# WHAT THE EXERCISE ASKS
Go through the data and copy each line that holds "FieldOptionsStale".

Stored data
• • •

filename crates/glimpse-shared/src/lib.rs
//! # Glimpse Shared
//!
//! Request and response types of the HTTP API.

pub mod dto;
pub mod response;

pub use response::ErrorResponse;
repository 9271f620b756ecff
//! Lead import from CSV exports.
//!
//! The first record is the header row. Columns are located by name, so their
//! order in the file does not matter and unknown columns are ignored. Rows
//! that cannot be mapped to a [`Lead`] are collected as [`RejectedRow`]s and
//! never abort the import.

use csv::{ReaderBuilder, StringRecord};

use crate::domain::{LEAD_TEXT_MAX, Lead};

pub const COL_ID: &str = "Lead ID";
pub const COL_NAME: &str = "Lead Name";
pub const COL_EMAIL: &str = "Contact Information";
pub const COL_SOURCE: &str = "Source";
pub const COL_INTEREST_LEVEL: &str = "Interest Level";
pub const COL_STATUS: &str = "Status";
pub const COL_SALESPERSON: &str = "Assigned Salesperson";

/// A data row that was skipped.
#[derive(Debug, Clone, PartialEq, Eq)]
pub struct RejectedRow {
    /// 1-based line of the record in the file, header included.
    pub line: u64,
    pub reason: String,
}

/// Outcome of mapping a CSV document.
#[derive(Debug, Clone, Default, PartialEq, Eq)]
pub struct LeadImport {
    /// Accepted leads in file order.
    pub leads: Vec<Lead>,
    pub rejected: Vec<RejectedRow>,
}

/// Column positions resolved from the header row.
struct Columns {
    id: Option<usize>,
    name: Option<usize>,
    email: Option<usize>,
    source: Option<usize>,
    interest_level: Option<usize>,
    status: Option<usize>,
    salesperson: Option<usize>,
}

impl Columns {
    fn resolve(headers: &StringRecord) -> Self {
        let find = |name: &str| headers.iter().position(|h| h == name);
        Self {
            id: find(COL_ID),
            name: find(COL_NAME),
            email: find(COL_EMAIL),
            source: find(COL_SOURCE),
            interest_level: find(COL_INTEREST_LEVEL),
            status: find(COL_STATUS),
            salesperson: find(COL_SALESPERSON),
        }
    }

    fn map(&self, record: &StringRecord) -> Result<Lead, String> {
        let cell = |idx: Option<usize>| idx.and_then(|i| record.get(i));

        let raw_id = cell(self.id).ok_or_else(|| format!("missing '{}'", COL_ID))?;
        let id = raw_id
            .trim()
            .parse::<i32>()
            .map_err(|e| format!("invalid '{}' {:?}: {}", COL_ID, raw_id, e))?;

        let text = |idx: Option<usize>, column: &str| -> Result<Option<String>, String> {
            match cell(idx) {
                Some(value) if value.chars().count() > LEAD_TEXT_MAX => Err(format!(
                    "'{}' exceeds {} characters",
                    column, LEAD_TEXT_MAX
                )),
                Some(value) => Ok(Some(value.to_string())),
                None => Ok(None),
            }
        };

        Ok(Lead {
            id,
            lead_name: text(self.name, COL_NAME)?,
            email: text(self.email, COL_EMAIL)?,
            source: text(self.source, COL_SOURCE)?,
            interest_level: text(self.interest_level, COL_INTEREST_LEVEL)?,
            status: text(self.status, COL_STATUS)?,
            salesperson: text(self.salesperson, COL_SALESPERSON)?,
        })
    }
}

/// Map CSV text to leads.
///
/// A leading byte-order mark is ignored. Records may be ragged; missing
/// cells read as `None`. An unreadable header row rejects nothing and
/// imports nothing.
pub fn parse_lead_csv(text: &str) -> LeadImport {
    let text = text.strip_prefix('\u{feff}').unwrap_or(text);
    let mut reader = ReaderBuilder::new()
        .has_headers(true)
        .flexible(true)
        .from_reader(text.as_bytes());

    let columns = match reader.headers() {
        Ok(headers) => Columns::resolve(headers),
        Err(e) => {
            return LeadImport {
                leads: Vec::new(),
                rejected: vec![RejectedRow {
                    line: 1,
                    reason: format!("unreadable header row: {}", e),
                }],
            };
        }
    };

    let mut import = LeadImport::default();
    for (index, result) in reader.records().enumerate() {
        let fallback_line = index as u64 + 2;
        let mapped = match result {
            Ok(record) => {
                let line = record.position().map_or(fallback_line, |p| p.line());
                columns.map(&record).map_err(|reason| RejectedRow { line, reason })
            }
            Err(e) => Err(RejectedRow {
                line: e.position().map_or(fallback_line, |p| p.line()),
                reason: e.to_string(),
            }),
        };
        match mapped {
            Ok(lead) => import.leads.push(lead),
            Err(rejected) => import.rejected.push(rejected),
        }
    }
    import
}
use serde::{Deserialize, Serialize};

/// Maximum length of every free-text lead column.
pub const LEAD_TEXT_MAX: usize = 100;

/// Lead entity - a sales lead whose id comes from the import source.
#[derive(Debug, Clone, Default, PartialEq, Eq, Serialize, Deserialize)]
pub struct Lead {
    pub id: i32,
    pub lead_name: Option<String>,
    pub email: Option<String>,
    pub source: Option<String>,
    pub interest_level: Option<String>,
    pub status: Option<String>,
    pub salesperson: Option<String>,
}

/// Equality filters for listing leads.
///
/// When `id` is present it is the only criterion applied; use
/// [`LeadFilter::effective`] to obtain the filter a repository should run.
#[derive(Debug, Clone, Default, PartialEq, Eq)]
pub struct LeadFilter {
    pub id: Option<i32>,
    pub name: Option<String>,
    pub source: Option<String>,
    pub interest_level: Option<String>,
    pub status: Option<String>,
    pub salesperson: Option<String>,
}

impl LeadFilter {
    pub fn by_id(id: i32) -> Self {
        Self {
            id: Some(id),
            ..Default::default()
        }
    }

    /// Drop every criterion other than `id` when `id` is set.
    pub fn effective(self) -> Self {
        match self.id {
            Some(id) => Self::by_id(id),
            None => self,
        }
    }

    /// Whether `lead` satisfies the effective filter.
    pub fn matches(&self, lead: &Lead) -> bool {
        if let Some(id) = self.id {
            return lead.id == id;
        }
        fn eq(wanted: &Option<String>, actual: &Option<String>) -> bool {
            wanted.as_ref().is_none_or(|w| actual.as_deref() == Some(w.as_str()))
        }
        eq(&self.name, &lead.lead_name)
            && eq(&self.source, &lead.source)
            && eq(&self.interest_level, &lead.interest_level)
            && eq(&self.status, &lead.status)
            && eq(&self.salesperson, &lead.salesperson)
    }
}
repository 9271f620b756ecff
//! Telemetry initialization.

use tracing_subscriber::{EnvFilter, layer::SubscriberExt, util::SubscriberInitExt};

const DEFAULT_FILTER: &str = "info,api_server=debug,glimpse_infra=debug";

/// Telemetry configuration.
#[derive(Debug, Clone)]
pub struct TelemetryConfig {
    /// Enable JSON logging (for production).
    pub json_logs: bool,
    pub service_name: String,
}

impl Default for TelemetryConfig {
    fn default() -> Self {
        Self {
            json_logs: false,
            service_name: "glimpse-api".to_string(),
        }
    }
}

impl TelemetryConfig {
    /// Load configuration from environment variables.
    pub fn from_env() -> Self {
        Self {
            json_logs: std::env::var("LOG_FORMAT")
                .map(|v| v.to_lowercase() == "json")
                .unwrap_or(false),
            ..Self::default()
        }
    }
}

/// Install the global subscriber. `RUST_LOG` overrides the default filter.
pub fn init_telemetry(config: &TelemetryConfig) {
    let env_filter =
        EnvFilter::try_from_default_env().unwrap_or_else(|_| EnvFilter::new(DEFAULT_FILTER));

    if config.json_logs {
        tracing_subscriber::registry()
            .with(env_filter)
            .with(tracing_subscriber::fmt::layer().json())
            .init();
    } else {
        tracing_subscriber::registry()
            .with(env_filter)
            .with(tracing_subscriber::fmt::layer().pretty())
            .init();
    }

    tracing::info!(
        service = %config.service_name,
        json_logs = config.json_logs,
        "Telemetry initialized"
    );
}
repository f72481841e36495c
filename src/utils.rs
/// `Debug` body for error enums: the error itself, then every source in
/// the chain on its own "Caused by" line.
pub fn error_chain_fmt(
    e: &dyn std::error::Error,
    f: &mut std::fmt::Formatter<'_>,
) -> std::fmt::Result {
    writeln!(f, "{e}")?;

    let mut current = e.source();
    while let Some(cause) = current {
        // For causes: use Debug if caller asked for `:#?` (`tracing::debug!("{:#?}", err)`), else Display (`tracing::error!("{:?}", err)`)
        if f.alternate() {
            writeln!(f, "Caused by:\n\t{cause:?}")?;
        } else {
            writeln!(f, "Caused by:\n\t{cause}")?;
        }
        current = cause.source();
    }
    Ok(())
}
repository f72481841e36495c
use crate::helpers::{TestArticle, assert_clean_preview, init_tracing};
use clubpress::articles::{ArticleError, detail, list_by_category, list_published};
use clubpress::configuration::PreviewSettings;
use clubpress::domain::Category;

fn feed() -> Vec<clubpress::domain::ArticleRecord> {
    vec![
        TestArticle::generate(Category::News).titled("Oldest news").record(),
        TestArticle::generate(Category::Column).titled("Column").days_later(1).record(),
        TestArticle::generate(Category::News).titled("Newest news").days_later(3).record(),
        TestArticle::generate(Category::Interview).titled("Hidden draft").days_later(4).draft().record(),
    ]
}

// ============================================================================
// Home feed
// ============================================================================

#[test]
fn home_feed_lists_published_articles_newest_first() {
    init_tracing();

    let summaries = list_published(&feed(), None, None, &PreviewSettings::default())
        .expect("Failed to list articles");

    let titles: Vec<&str> = summaries.iter().map(|s| s.title.as_str()).collect();
    assert_eq!(titles, ["Newest news", "Column", "Oldest news"]);
}

#[test]
fn home_feed_previews_use_the_list_length() {
    init_tracing();

    let settings = PreviewSettings::default();
    let summaries = list_published(&feed(), None, None, &settings).expect("Failed to list articles");

    for summary in &summaries {
        assert_clean_preview(&summary.preview, settings.list_length);
    }
}

#[test]
fn home_feed_serializes_to_the_public_json_shape() {
    init_tracing();

    let summaries = list_published(&feed(), Some("news"), Some(1), &PreviewSettings::default())
        .expect("Failed to list articles");
    let body = serde_json::to_value(&summaries).expect("Failed to serialize summaries");

    let entries = body.as_array().expect("array body");
    assert_eq!(entries.len(), 1);
    assert_eq!(entries[0]["title"], "Newest news");
    assert_eq!(entries[0]["category"], "news");
    assert!(entries[0]["preview"].is_string());
    assert!(entries[0]["published_at"].is_string());
}

// ============================================================================
// Category pages
// ============================================================================

#[test]
fn category_page_rejects_unknown_categories() {
    init_tracing();

    let result = list_by_category(&feed(), "sports", &PreviewSettings::default());
    assert!(matches!(result, Err(ArticleError::ValidationError(_))));
}

#[test]
fn category_page_hides_drafts() {
    init_tracing();

    let summaries = list_by_category(&feed(), "interview", &PreviewSettings::default())
        .expect("Failed to list category");
    assert!(summaries.is_empty());
}

// ============================================================================
// Article detail
// ============================================================================

#[test]
fn detail_description_uses_the_description_length() {
    init_tracing();

    let settings = PreviewSettings {
        description_length: 40,
        ..PreviewSettings::default()
    };
    let records = feed();

    let article = detail(records.first(), &settings).expect("Failed to build detail");
    assert_clean_preview(&article.description, 40);
    assert_eq!(article.published_on, "2024年5月1日");
    assert_eq!(article.category_label, "ニュース");
}

#[test]
fn detail_of_a_draft_is_not_found() {
    init_tracing();

    let records = feed();
    let result = detail(records.last(), &PreviewSettings::default());
    assert!(matches!(result, Err(ArticleError::NotFound)));
}
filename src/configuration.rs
use serde::Deserialize;

use crate::preview::DEFAULT_PREVIEW_LENGTH;

#[derive(Deserialize, Clone, Debug, Default)]
pub struct Settings {
    #[serde(default)]
    pub preview: PreviewSettings,
}

#[derive(Deserialize, Clone, Debug, PartialEq, Eq)]
pub struct PreviewSettings {
    /// Preview length for listing pages (home, category, search).
    #[serde(default = "default_list_length")]
    pub list_length: usize,
    /// Preview length for the description metadata of an article page.
    #[serde(default = "default_description_length")]
    pub description_length: usize,
    /// Result count for searches that do not ask for one.
    #[serde(default = "default_search_limit")]
    pub search_limit: usize,
}

impl Default for PreviewSettings {
    fn default() -> Self {
        Self {
            list_length: default_list_length(),
            description_length: default_description_length(),
            search_limit: default_search_limit(),
        }
    }
}

fn default_list_length() -> usize {
    150
}

fn default_description_length() -> usize {
    DEFAULT_PREVIEW_LENGTH
}

fn default_search_limit() -> usize {
    20
}

pub fn get_config() -> Result<Settings, config::ConfigError> {
    // initialise config reader
    let configs = config::Config::builder()
        .add_source(config::File::new("config.yaml", config::FileFormat::Yaml).required(false))
        // e.g. `APP_PREVIEW__LIST_LENGTH=120` sets `preview.list_length`
        .add_source(
            config::Environment::with_prefix("APP")
                .prefix_separator("_")
                .separator("__")
                .try_parsing(true),
        )
        .build()?;

    // convert the config values to config type
    configs.try_deserialize::<Settings>()
}
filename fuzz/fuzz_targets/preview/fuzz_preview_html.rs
// IDE: cargo-fuzz target
// Run with: cargo fuzz run fuzz_preview_html
// Purpose: raw HTML blocks go through html5ever inside the preview walk
// Focus: unclosed tags, script/style bodies, comments, entities
#![no_main]

use clubpress::preview::markdown_to_plain_text;
use libfuzzer_sys::fuzz_target;

fuzz_target!(|data: &[u8]| {
    let body = String::from_utf8_lossy(data);

    // Leading `<div>` forces an HTML block rather than a paragraph.
    let content = format!("<div>\n{body}\n\nafter");
    let plain = markdown_to_plain_text(&content);
    assert_eq!(plain.trim(), plain);
});
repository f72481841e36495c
pub mod articles;
pub mod configuration;
pub mod dates;
pub mod domain;
pub mod preview;
pub mod telemetry;
pub mod utils;

pub use preview::{normalize_preview, normalize_preview_default};
pub use utils::*;
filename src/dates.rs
//! Dates as the site shows them: Japanese calendar order, Japan time.
use crate::error_chain_fmt;
use chrono::{DateTime, Datelike, FixedOffset, NaiveDate, Utc};

const JAPAN_UTC_OFFSET_SECS: i32 = 9 * 3600;

#[derive(thiserror::Error)]
pub enum DateError {
    #[error("invalid date {input:?}: expected an RFC 3339 timestamp or YYYY-MM-DD")]
    Invalid {
        input: String,
        #[source]
        source: chrono::ParseError,
    },
}

impl std::fmt::Debug for DateError {
    fn fmt(&self, f: &mut std::fmt::Formatter<'_>) -> std::fmt::Result {
        error_chain_fmt(self, f)
    }
}

/// `2024-03-15T10:30:00Z` -> `2024/3/15`
pub fn format_date(input: &str) -> Result<String, DateError> {
    let date = parse_calendar_date(input)?;
    Ok(short_form(date))
}

/// `2024-03-15T10:30:00Z` -> `2024年3月15日`
pub fn format_date_long(input: &str) -> Result<String, DateError> {
    let date = parse_calendar_date(input)?;
    Ok(long_form(date))
}

pub fn format_timestamp(ts: DateTime<Utc>) -> String {
    short_form(japan_date(ts))
}

pub fn format_timestamp_long(ts: DateTime<Utc>) -> String {
    long_form(japan_date(ts))
}

fn short_form(date: NaiveDate) -> String {
    format!("{}/{}/{}", date.year(), date.month(), date.day())
}

fn long_form(date: NaiveDate) -> String {
    format!("{}年{}月{}日", date.year(), date.month(), date.day())
}

/// Timestamps are moved to Japan time; bare dates are taken as written.
fn parse_calendar_date(input: &str) -> Result<NaiveDate, DateError> {
    let trimmed = input.trim();

    if let Ok(ts) = DateTime::parse_from_rfc3339(trimmed) {
        return Ok(japan_date(ts.with_timezone(&Utc)));
    }

    NaiveDate::parse_from_str(trimmed, "%Y-%m-%d").map_err(|source| DateError::Invalid {
        input: input.to_string(),
        source,
    })
}

fn japan_date(ts: DateTime<Utc>) -> NaiveDate {
    match FixedOffset::east_opt(JAPAN_UTC_OFFSET_SECS) {
        Some(jst) => ts.with_timezone(&jst).date_naive(),
        None => ts.date_naive(),
    }
}
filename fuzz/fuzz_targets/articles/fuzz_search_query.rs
// IDE: cargo-fuzz target
// Run with: cargo fuzz run fuzz_search_query
// Purpose: SearchQuery::parse and LIKE escaping on arbitrary text
#![no_main]

use clubpress::domain::SearchQuery;
use libfuzzer_sys::fuzz_target;

fuzz_target!(|data: &[u8]| {
    let input = String::from_utf8_lossy(data).to_string();

    if let Ok(Some(query)) = SearchQuery::parse(input) {
        let pattern = query.like_pattern();
        assert!(pattern.starts_with('%') && pattern.ends_with('%'));
        assert!(query.matches(query.as_ref()));
    }
});
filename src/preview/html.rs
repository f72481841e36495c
use html5ever::driver;
use html5ever::tendril::TendrilSink;
use markup5ever_rcdom::{Handle, NodeData, RcDom};

/// Returns the visible text of a raw HTML fragment. Tags, comments and the
/// bodies of script-like elements are dropped.
pub(super) fn text_content(raw: &str) -> String {
    let dom = driver::parse_document(RcDom::default(), Default::default()).one(raw);

    let mut text = String::with_capacity(raw.len());
    collect_text(&dom.document, &mut text);
    text
}

enum Step {
    Visit(Handle),
    // Emitted after the children of a block element.
    EndBlock,
}

// Walks with an explicit stack; element nesting in user HTML is unbounded.
fn collect_text(root: &Handle, out: &mut String) {
    let mut stack: Vec<Step> = Vec::new();
    push_children(root, &mut stack);

    while let Some(step) = stack.pop() {
        let node = match step {
            Step::Visit(node) => node,
            Step::EndBlock => {
                out.push('\n');
                continue;
            }
        };

        match &node.data {
            NodeData::Text { contents } => out.push_str(&contents.borrow()),
            NodeData::Element { name, .. } => {
                let tag = &*name.local;
                if is_silent(tag) {
                    continue;
                }
                if is_block(tag) {
                    stack.push(Step::EndBlock);
                }
                push_children(&node, &mut stack);
            }
            // Comments, doctypes and processing instructions.
            _ => {}
        }
    }
}

fn push_children(node: &Handle, stack: &mut Vec<Step>) {
    let children = node.children.borrow();
    stack.extend(children.iter().rev().cloned().map(Step::Visit));
}

pub(super) fn is_silent(tag: &str) -> bool {
    matches!(tag, "script" | "style" | "template" | "noscript" | "iframe")
}

fn is_block(tag: &str) -> bool {
    matches!(
        tag,
        "p" | "div"
            | "br"
            | "li"
            | "h1"
            | "h2"
            | "h3"
            | "h4"
            | "h5"
            | "h6"
            | "blockquote"
            | "section"
            | "article"
            | "header"
            | "footer"
            | "tr"
            | "figcaption"
    )
}
use std::fmt;
use std::fmt::{Display, Formatter};
use unicode_segmentation::UnicodeSegmentation;

pub const MAX_SEARCH_QUERY_LENGTH: usize = 100;

/// A trimmed, non-empty title search term.
#[derive(Debug, Clone, PartialEq, Eq)]
pub struct SearchQuery(String);

impl SearchQuery {
    /// A blank query means "no search" and yields `Ok(None)`.
    pub fn parse(s: String) -> Result<Option<Self>, String> {
        let trimmed = s.trim();

        if trimmed.is_empty() {
            return Ok(None);
        }

        if trimmed.graphemes(true).count() > MAX_SEARCH_QUERY_LENGTH {
            return Err("Invalid search query: cannot be longer than 100 characters.".to_string());
        }

        Ok(Some(Self(trimmed.to_string())))
    }

    /// `%term%` with LIKE wildcards and the escape character escaped, for
    /// stores that match titles with `LIKE`/`ILIKE`.
    pub fn like_pattern(&self) -> String {
        let mut pattern = String::with_capacity(self.0.len() + 2);
        pattern.push('%');
        for c in self.0.chars() {
            if matches!(c, '%' | '_' | '\\') {
                pattern.push('\\');
            }
            pattern.push(c);
        }
        pattern.push('%');
        pattern
    }

    /// Case-insensitive substring match against an article title.
    pub fn matches(&self, title: &str) -> bool {
        title.to_lowercase().contains(&self.0.to_lowercase())
    }
}

impl AsRef<str> for SearchQuery {
    fn as_ref(&self) -> &str {
        &self.0
    }
}

impl Display for SearchQuery {
    fn fmt(&self, f: &mut Formatter<'_>) -> fmt::Result {
        self.0.fmt(f)
    }
}
mod category;
mod result_limit;
mod search_query;
mod types;

pub use category::*;
pub use result_limit::*;
pub use search_query::*;
pub use types::*;
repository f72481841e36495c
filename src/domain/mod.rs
mod article;

pub use article::*;
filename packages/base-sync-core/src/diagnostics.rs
//! Diagnostic channel for problems that have no caller to return to.
//!
//! Notifications arrive from the network with nobody awaiting them, so
//! anything that goes wrong while processing one is logged and published
//! here instead of being returned.

use tokio::sync::broadcast;

use crate::error::SyncError;
use crate::model::FieldRef;

/// Default number of buffered diagnostics per subscriber.
pub const DEFAULT_DIAGNOSTIC_CAPACITY: usize = 256;

/// A problem observed while processing notifications.
#[derive(Debug, Clone, PartialEq, Eq)]
pub enum SyncDiagnostic {
    /// A change could not be decoded or applied and was skipped.
    ChangeSkipped {
        notification: u64,
        index: usize,
        error: SyncError,
    },
    /// Accepted notification numbers jumped; intermediate batches were never seen.
    SequenceGap { expected: u64, received: u64 },
    /// A field's type changed and its options were not refreshed.
    FieldOptionsStale { field: FieldRef },
    /// A snapshot re-fetch for a type change failed.
    ResyncFailed { field: FieldRef, reason: String },
    /// An event message on the change channel was not a notification.
    UndecodableNotification { reason: String },
}

/// Logs diagnostics and fans them out to subscribers.
#[derive(Debug, Clone)]
pub struct DiagnosticSink {
    tx: broadcast::Sender<SyncDiagnostic>,
}

impl DiagnosticSink {
    pub fn new(capacity: usize) -> Self {
        let (tx, _) = broadcast::channel(capacity.max(1));
        Self { tx }
    }

    /// Returns a receiver for diagnostics emitted from now on.
    pub fn subscribe(&self) -> broadcast::Receiver<SyncDiagnostic> {
        self.tx.subscribe()
    }

    /// Logs the diagnostic and publishes it.
    ///
    /// Publishing never fails: with no subscribers the diagnostic is only logged.
    pub fn emit(&self, diagnostic: SyncDiagnostic) {
        match &diagnostic {
            SyncDiagnostic::ChangeSkipped {
                notification,
                index,
                error,
            } => tracing::warn!(
                notification,
                index,
                "Skipping change: {}",
                error
            ),
            SyncDiagnostic::SequenceGap { expected, received } => tracing::warn!(
                expected,
                received,
                "Notification sequence gap, replica may be missing changes"
            ),
            SyncDiagnostic::FieldOptionsStale { field } => tracing::warn!(
                field = %field,
                "Field type changed; options are stale until the next full sync"
            ),
            SyncDiagnostic::ResyncFailed { field, reason } => {
                tracing::error!(field = %field, "Resync failed: {}", reason)
            }
            SyncDiagnostic::UndecodableNotification { reason } => {
                tracing::warn!("Dropping undecodable notification: {}", reason)
            }
        }
        let _ = self.tx.send(diagnostic);
    }
}

impl Default for DiagnosticSink {
    fn default() -> Self {
        Self::new(DEFAULT_DIAGNOSTIC_CAPACITY)
    }
}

• • •

# TASK OUTPUT
    FieldOptionsStale { field: FieldRef },
            SyncDiagnostic::FieldOptionsStale { field } => tracing::warn!(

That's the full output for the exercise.